Como visto anteriormente, as Testemunhas de Jeová não aceitam passar por uma transfusão de sangue. A respeito desse assunto, a revista A Sentinela de 15 de junho de 2000 trouxe uma reinterpretação do tema.
Segundo a revista, a medicina moderna divide o sangue em quatro componentes básicos: glóbulos brancos, globos vermelhos, plasma e plaquetas. Argumenta que, ao passo que antigamente o sangue total era transfundido no paciente, atualmente é mais comum a transfusão dessas frações e até de frações desses quatro componentes “básicos”. O Corpo Governante mantém a posição de que continua sendo proibida a transfusão de sangue total e também dos componentes “básicos”, mas deixa a critério do paciente Testemunha decidir, pelo uso da própria consciência, se aceita transfusão de frações das frações.
O uso medicinal de frações de glóbulos brancos, glóbulos vermelhões e plasma estiveram à disposição de muitas Testemunhas que podem ter morrido enquanto vigorava a posição anterior do Corpo Governante. Embora a autoridade religiosa não expresse remorso diante da possibilidade de alguma responsabilidade nisso, resta o fato de que, se a transfusão de fração das frações atualmente não é estreitamente proibida por Deus, então também não o era em décadas passadas, o que significa que Testemunhas de Jeová podem ter vindo a óbito em consequência de lealdade a homens.
Diante do que acima foi apresentado, é surpreendente que a autoridade religiosa, em mais um dos seus requerimentos de lealdade para si, até tem procurado firmar-se em Deus como um dos seus apoiadores leais, tal qual fazem alguns políticos quando se apoiam em figuras influentes como meio de captar apoio popular.
"A lealdade a Deus inclui também ser leal à sua organização. No decorrer dos anos, houve a necessidade de correções e ajustes no nosso entendimento de certos textos bíblicos. O fato é que ninguém está tão bem alimentado espiritualmente como nós. (Mateus 24:45-47)
Sem dúvida, Jeová tem apoiado lealmente a sua organização atual. Não podemos fazer o mesmo? (
A Sentinela de 1º de outubro de 2001, página 22).
Mas os fatos têm mostrados que Testemunhas de Jeová estão sujeitas a serem excomungadas por ações consideradas pecados, mas que outras, em razão de tais revisões, poderão praticar as mesmas ações de boa consciência. A simples possibilidade de que isso pode ter acontecido deveria soar um alerta ao Corpo de que ele não é capaz de estabelecer padrões perfeitos, imutáveis, do que seja lealdade a Deus. Mas não há nenhum sinal de que a autoridade religiosa caminha em direção a uma posição mais equilibrada. Ela, em vez disso, mantém a exigência de lealdade à “organização” como único meio de se provar lealdade a Deus – mesmo que, a posteriori, isso se revele apenas que se foi leal a homens antes que a Deus.
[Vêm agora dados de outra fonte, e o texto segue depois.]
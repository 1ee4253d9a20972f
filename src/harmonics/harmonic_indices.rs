use serde::{Deserialize, Serialize};

/// Index triple (n, i, j) of a generalized spherical harmonic.
///
/// Valid triples satisfy 0 <= n <= order and -n <= i, j <= n. The
/// enumeration order (n ascending, i ascending, j ascending) is the
/// contract that matches coefficient positions to basis functions, so it
/// must never change.
#[derive(Debug, Clone, Copy, PartialEq, Eq, Hash, Serialize, Deserialize)]
pub struct HarmonicIndex {
    /// Harmonic degree
    pub n: i32,
    /// First order, -n <= i <= n
    pub i: i32,
    /// Second order, -n <= j <= n
    pub j: i32,
}

/// Total number of harmonics through degree `order`.
///
/// Closed form of the sum over n of (2n+1)².
pub fn basis_size(order: usize) -> usize {
    (order + 1) * (2 * order + 1) * (2 * order + 3) / 3
}

/// Full enumeration of index triples through degree `order`.
///
/// The returned vector is the canonical coefficient ordering; it can be
/// re-traversed as often as needed.
pub fn harmonic_indices(order: usize) -> Vec<HarmonicIndex> {
    let mut indices = Vec::with_capacity(basis_size(order));
    for n in 0..=order as i32 {
        for i in -n..=n {
            for j in -n..=n {
                indices.push(HarmonicIndex { n, i, j });
            }
        }
    }
    indices
}

/// Position of a triple in the canonical enumeration.
///
/// The degrees below n occupy n(2n-1)(2n+1)/3 slots; within degree n the
/// (i, j) block is row-major with side 2n+1.
pub fn linear_index(idx: &HarmonicIndex) -> usize {
    debug_assert!(idx.n >= 0 && idx.i.abs() <= idx.n && idx.j.abs() <= idx.n);
    let n = idx.n as i64;
    let base = n * (2 * n - 1) * (2 * n + 1) / 3;
    let offset = (idx.i as i64 + n) * (2 * n + 1) + (idx.j as i64 + n);
    (base + offset) as usize
}
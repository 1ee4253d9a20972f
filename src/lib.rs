
//! Crystallographic texture library
//!
//! This library provides orientation distribution functions over SO(3),
//! reconstructed from discrete weighted orientation samples through a
//! truncated generalized-spherical-harmonic expansion, together with the
//! rotation, basis, and solver primitives the reconstruction needs.

pub mod config;
pub mod rotations;
pub mod harmonics;
pub mod solvers;
pub mod odf;

/// Common result type used throughout the library
pub type Result<T> = std::result::Result<T, Box<dyn std::error::Error + Send + Sync>>;

/// Version information
pub const VERSION: &str = env!("CARGO_PKG_VERSION");
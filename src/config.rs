// Constants

// Tolerances
pub const ORIENTATION_TOLERANCE: f64 = 1e-10; // For degenerate-axis and zero-vector checks
pub const NORMALIZATION_MASS_TOLERANCE: f64 = 1e-12; // Below this the quadrature mass is reported as degenerate

// Defaults
pub const DEFAULT_POLE_DENSITY_STEPS: usize = 10; // Fiber integration steps for pole densities
pub const NNLS_ITERATION_FACTOR: usize = 3; // Active-set iteration cap = factor * unknowns
#[cfg(test)]
mod _tests_harmonic_odf {
    use super::super::harmonic_odf::{HarmonicOdf, ProjectionMethod};
    use super::super::orientation_distribution::Odf;
    use crate::harmonics::harmonic_basis::HarmonicBasis;
    use crate::harmonics::harmonic_indices::basis_size;
    use crate::harmonics::so3_quadrature::quadrature_so3;
    use crate::harmonics::wigner_d::harmonic_so3;
    use crate::rotations::euler_angles::from_euler_zyz;
    use approx::assert_relative_eq;
    use nalgebra::UnitQuaternion;
    use num_complex::Complex64;
    use std::f64::consts::PI;

    fn sample_orientations() -> Vec<UnitQuaternion<f64>> {
        vec![
            from_euler_zyz(0.1, 0.4, 0.9),
            from_euler_zyz(1.2, 1.0, 0.3),
            from_euler_zyz(2.5, 2.1, 4.0),
            from_euler_zyz(4.7, 0.8, 2.2),
            from_euler_zyz(3.3, 1.7, 5.1),
            from_euler_zyz(0.6, 2.8, 1.5),
            from_euler_zyz(5.5, 0.2, 3.7),
            from_euler_zyz(2.0, 1.3, 0.0),
            from_euler_zyz(1.8, 2.5, 2.9),
            from_euler_zyz(0.0, 1.9, 5.9),
            from_euler_zyz(3.9, 0.6, 1.1),
            from_euler_zyz(5.1, 2.3, 4.6),
        ]
    }

    /// An order-1 expansion with known coefficients: the series projection
    /// of two point masses, which has exactly unit integrated mass.
    fn reference_odf() -> HarmonicOdf {
        let mut odf = HarmonicOdf::new(1);
        let pts = [from_euler_zyz(0.7, 1.1, 0.3), from_euler_zyz(2.9, 0.5, 4.2)];
        odf.project(&pts, None, ProjectionMethod::Series).unwrap();
        odf
    }

    #[test]
    fn test_new_odf_has_zero_coefficients_of_basis_length() {
        for order in [0usize, 1, 2, 3] {
            let odf = HarmonicOdf::new(order);
            assert_eq!(odf.order(), order);
            assert_eq!(odf.coefficient_count(), basis_size(order));
            assert!(odf
                .coefficients()
                .iter()
                .all(|c| c.re == 0.0 && c.im == 0.0));
            assert_relative_eq!(odf.value(&UnitQuaternion::identity()), 0.0);
        }
    }

    #[test]
    fn test_projection_preserves_coefficient_length() {
        let pts = sample_orientations();
        for method in [
            ProjectionMethod::Series,
            ProjectionMethod::LeastSquares,
            ProjectionMethod::NonNegativeLeastSquares,
        ] {
            let mut odf = HarmonicOdf::new(1);
            odf.project(&pts, None, method).unwrap();
            assert_eq!(odf.coefficient_count(), basis_size(1));
        }
    }

    #[test]
    fn test_series_on_repeated_point_reduces_to_conjugate_harmonics() {
        // With identical samples the weight normalization cancels exactly
        let q = from_euler_zyz(0.9, 1.4, 2.6);
        let pts = vec![q; 7];
        let wts = vec![2.5; 7];

        let mut odf = HarmonicOdf::new(2);
        odf.project(&pts, Some(&wts), ProjectionMethod::Series)
            .unwrap();

        let mut position = 0usize;
        for n in 0..=2i32 {
            for i in -n..=n {
                for j in -n..=n {
                    let expected = harmonic_so3(n, i, j, &q).conj();
                    let got = odf.coefficients()[position];
                    assert_relative_eq!(got.re, expected.re, epsilon = 1e-12);
                    assert_relative_eq!(got.im, expected.im, epsilon = 1e-12);
                    position += 1;
                }
            }
        }
    }

    #[test]
    fn test_mismatched_weights_fail_without_touching_coefficients() {
        let mut odf = reference_odf();
        let before: Vec<Complex64> = odf.coefficients().to_vec();

        let pts = sample_orientations();
        let short_wts = vec![1.0; pts.len() - 1];
        let result = odf.project(&pts, Some(&short_wts), ProjectionMethod::Series);
        assert!(result.is_err());
        assert_eq!(odf.coefficients(), before.as_slice());
    }

    #[test]
    fn test_empty_sample_set_is_rejected() {
        let mut odf = HarmonicOdf::new(1);
        assert!(odf
            .project(&[], None, ProjectionMethod::Series)
            .is_err());
    }

    #[test]
    fn test_method_names_parse_like_the_string_interface() {
        assert_eq!(
            "series".parse::<ProjectionMethod>().unwrap(),
            ProjectionMethod::Series
        );
        assert_eq!(
            "ls".parse::<ProjectionMethod>().unwrap(),
            ProjectionMethod::LeastSquares
        );
        assert_eq!(
            "nnls".parse::<ProjectionMethod>().unwrap(),
            ProjectionMethod::NonNegativeLeastSquares
        );
        assert!("fourier".parse::<ProjectionMethod>().is_err());
        assert!("".parse::<ProjectionMethod>().is_err());
    }

    #[test]
    fn test_least_squares_fit_integrates_to_unity() {
        let target = reference_odf();
        let (qpts, qwts) = quadrature_so3(1);
        let wts: Vec<f64> = qpts.iter().map(|pt| target.value(pt)).collect();

        let mut fitted = HarmonicOdf::new(1);
        fitted
            .project(&qpts, Some(&wts), ProjectionMethod::LeastSquares)
            .unwrap();

        let mass: f64 = qpts
            .iter()
            .zip(qwts.iter())
            .map(|(pt, w)| w * fitted.value(pt))
            .sum();
        assert_relative_eq!(mass, 1.0, epsilon = 1e-6);
    }

    #[test]
    fn test_least_squares_recovers_consistent_density() {
        // Density observations generated by a known expansion are fitted
        // back exactly (up to the unit-mass renormalization, which is a
        // no-op here because the target already has unit mass)
        let target = reference_odf();
        let (qpts, _) = quadrature_so3(1);
        let wts: Vec<f64> = qpts.iter().map(|pt| target.value(pt)).collect();

        let mut fitted = HarmonicOdf::new(1);
        fitted
            .project(&qpts, Some(&wts), ProjectionMethod::LeastSquares)
            .unwrap();

        for pt in &[
            from_euler_zyz(0.3, 0.9, 1.8),
            from_euler_zyz(4.4, 2.6, 0.2),
            from_euler_zyz(1.0, 1.0, 1.0),
        ] {
            assert_relative_eq!(fitted.value(pt), target.value(pt), epsilon = 1e-6);
        }
    }

    #[test]
    fn test_least_squares_tolerates_underdetermined_samples() {
        // Fewer samples than coefficients: rank truncation handles it
        let pts = sample_orientations()[..4].to_vec();
        let mut odf = HarmonicOdf::new(2);
        odf.project(&pts, None, ProjectionMethod::LeastSquares)
            .unwrap();
        assert_eq!(odf.coefficient_count(), basis_size(2));
    }

    #[test]
    fn test_nonnegative_fit_integrates_to_unity() {
        let (qpts, qwts) = quadrature_so3(1);
        let uniform_density = 1.0 / (8.0 * PI * PI);
        let wts = vec![uniform_density; qpts.len()];

        let mut fitted = HarmonicOdf::new(1);
        fitted
            .project(&qpts, Some(&wts), ProjectionMethod::NonNegativeLeastSquares)
            .unwrap();

        let mass: f64 = qpts
            .iter()
            .zip(qwts.iter())
            .map(|(pt, w)| w * fitted.value(pt))
            .sum();
        assert_relative_eq!(mass, 1.0, epsilon = 1e-6);
    }

    #[test]
    fn test_nonnegative_fit_recovers_uniform_density() {
        let (qpts, _) = quadrature_so3(1);
        let uniform_density = 1.0 / (8.0 * PI * PI);
        let wts = vec![uniform_density; qpts.len()];

        let mut fitted = HarmonicOdf::new(1);
        fitted
            .project(&qpts, Some(&wts), ProjectionMethod::NonNegativeLeastSquares)
            .unwrap();

        for pt in &[
            UnitQuaternion::identity(),
            from_euler_zyz(1.1, 0.8, 2.3),
            from_euler_zyz(3.0, 2.2, 5.0),
        ] {
            assert_relative_eq!(fitted.value(pt), uniform_density, epsilon = 1e-8);
        }
    }

    #[test]
    fn test_nonnegative_fit_yields_nonnegative_coefficients() {
        // A clustered sample set drives the unconstrained solution
        // negative; the constrained fit must stay at or above zero
        let pts = sample_orientations();
        let wts: Vec<f64> = (0..pts.len()).map(|k| 0.25 + (k % 3) as f64).collect();

        let mut odf = HarmonicOdf::new(1);
        odf.project(&pts, Some(&wts), ProjectionMethod::NonNegativeLeastSquares)
            .unwrap();

        for (k, c) in odf.coefficients().iter().enumerate() {
            assert!(c.re >= -1e-9, "coefficient {} is negative: {}", k, c.re);
            assert_relative_eq!(c.im, 0.0, epsilon = 1e-12);
        }
    }

    #[test]
    fn test_isotropic_pole_density_is_constant() {
        // An order-0 expansion fitted to any single orientation is the
        // uniform density with unit mass
        let mut odf = HarmonicOdf::new(0);
        odf.project(
            &[from_euler_zyz(1.0, 0.7, 0.2)],
            None,
            ProjectionMethod::Series,
        )
        .unwrap();

        let uniform_density = 1.0 / (8.0 * PI * PI);
        assert_relative_eq!(
            odf.value(&from_euler_zyz(2.2, 1.5, 0.4)),
            uniform_density,
            epsilon = 1e-12
        );

        let directions = [
            (nalgebra::Vector3::z(), nalgebra::Vector3::x()),
            (nalgebra::Vector3::x(), nalgebra::Vector3::new(1.0, 1.0, 1.0)),
            (nalgebra::Vector3::new(0.3, -0.4, 0.8), nalgebra::Vector3::y()),
        ];
        let expected = uniform_density / (2.0 * PI);
        for (pt, pole) in &directions {
            let density = odf.pole_density(pt, pole).unwrap();
            assert_relative_eq!(density, expected, epsilon = 1e-12);
            let coarse = odf.pole_density_with_steps(pt, pole, 3).unwrap();
            assert_relative_eq!(coarse, expected, epsilon = 1e-12);
        }
        assert_relative_eq!(odf.pdf_to_mrd(), 8.0 * PI * PI);
    }

    #[test]
    fn test_series_round_trip_reproduces_low_order_expansion() {
        // Samples carrying quadrature weight times the target density make
        // the series estimator the exact Fourier projection of the target
        let target = reference_odf();
        let (qpts, qwts) = quadrature_so3(2);
        let wts: Vec<f64> = qpts
            .iter()
            .zip(qwts.iter())
            .map(|(pt, w)| w * target.value(pt))
            .collect();

        let mut refit = HarmonicOdf::new(1);
        refit
            .project(&qpts, Some(&wts), ProjectionMethod::Series)
            .unwrap();

        for (got, expected) in refit.coefficients().iter().zip(target.coefficients()) {
            assert_relative_eq!(got.re, expected.re, epsilon = 1e-9);
            assert_relative_eq!(got.im, expected.im, epsilon = 1e-9);
        }
        for pt in qpts.iter().step_by(7) {
            assert_relative_eq!(refit.value(pt), target.value(pt), epsilon = 1e-9);
        }
    }

    // A trivial one-function basis exercising the dependency seam
    struct MockBasis;

    impl HarmonicBasis for MockBasis {
        fn value(
            &self,
            _n: i32,
            _i: i32,
            _j: i32,
            _pt: &UnitQuaternion<f64>,
        ) -> Complex64 {
            Complex64::new(1.0, 0.0)
        }

        fn quadrature(&self, _order: usize) -> (Vec<UnitQuaternion<f64>>, Vec<f64>) {
            (vec![UnitQuaternion::identity()], vec![8.0 * PI * PI])
        }
    }

    #[test]
    fn test_mock_basis_injection() {
        let mut odf = HarmonicOdf::with_basis(0, MockBasis);
        odf.project(
            &[UnitQuaternion::identity(), from_euler_zyz(1.0, 1.0, 1.0)],
            None,
            ProjectionMethod::LeastSquares,
        )
        .unwrap();

        // The constant basis function carries all the mass: the fitted
        // coefficient must be the reciprocal of the group volume
        assert_relative_eq!(
            odf.coefficients()[0].re,
            1.0 / (8.0 * PI * PI),
            epsilon = 1e-12
        );
        assert_relative_eq!(odf.value(&UnitQuaternion::identity()), 1.0 / (8.0 * PI * PI));
    }
}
Essas questões de lealdades aqui consideradas constitui algo fundamental para que uma Testemunha de Jeová possa tomar decisões equilibradas sobre o que fazer diante de situações difíceis, quando questões sérias estão em jogo. Mas bem poucas Testemunhas chegam a esse ponto, e muito tem a ver com o fato de que a autoridade religiosa não permite nenhum tipo de questionamento, o que resulta em se permanecer por décadas, talvez pela vida inteira, numa condição embrionária, absolutamente subordinada aos argumentos do Corpo Governante, sejam eles quais forem.